The following morning the hospital doctor, a warm lady with gray hair and green eyes, asked to speak to me in private. She wanted to impart the news she had already told my brother the night before. “Fawzia,” she said gently, “All trees blossom and all trees wither. It's the nature of life. It is time to take your mother home.”

I knew what she meant. My mother was dying, there was no hope. I screamed and pleaded, and begged for her to stay in the hospital. They could try new medicine, there was hope. The doctor hugged me and shook her head silently. It was over.

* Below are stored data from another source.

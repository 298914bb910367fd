pub mod device;
pub mod ingest;
pub mod packing;
pub mod queue;
pub mod rotation;
pub mod session;
pub mod source;
pub mod writer;

// Public API
pub use device::FtdiSyncFifo;
pub use ingest::{IngestConfig, IngestValidator};
pub use packing::PackingMode;
pub use queue::ByteQueue;
pub use session::CaptureSession;
pub use source::{SampleSource, StreamControl, StreamProgress};
pub use writer::{SinkConfig, SinkWriterThread, WriterStats};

We took her home and tried to make her feel as comfortable as possible. My mother she refused to rest or sit still and insisted on attempting to carry out chores as usual. My brother jokingly told her if she didn't rest he'd have to physically restrain her. For a while I lay on the bed with her. I stroked her hair and told her stories about my life at the university, just like I had always done. She told me how proud she was of me, her disbelief that the daughter of an illiterate woman like herself had become educated. And she jokingly reminded me that I may still one day be president. Normally I'd love it when she talked like this, buoyed by her dreams and belief in me. But this day I couldn't see anything but a gaping black hole, an emptiness of the inevitability that was about to come. I fell asleep. At about 2 a.m. I heard her calling for me. I found her outside the bathroom, where she'd collapsed. She hadn't wanted to wake anyone and had attempted to go to the bathroom herself. I half picked her up, half carried her back to bed. She felt like a tiny bird in my arms. The sight of her like that is a memory seared in pain across my brain. To see a woman like that, a woman of such strength, such dignity, a woman who had endured so much in her life, beatings, death, tragedy, the loss of her husband, to see her too weak to even take herself to the bathroom was just awful.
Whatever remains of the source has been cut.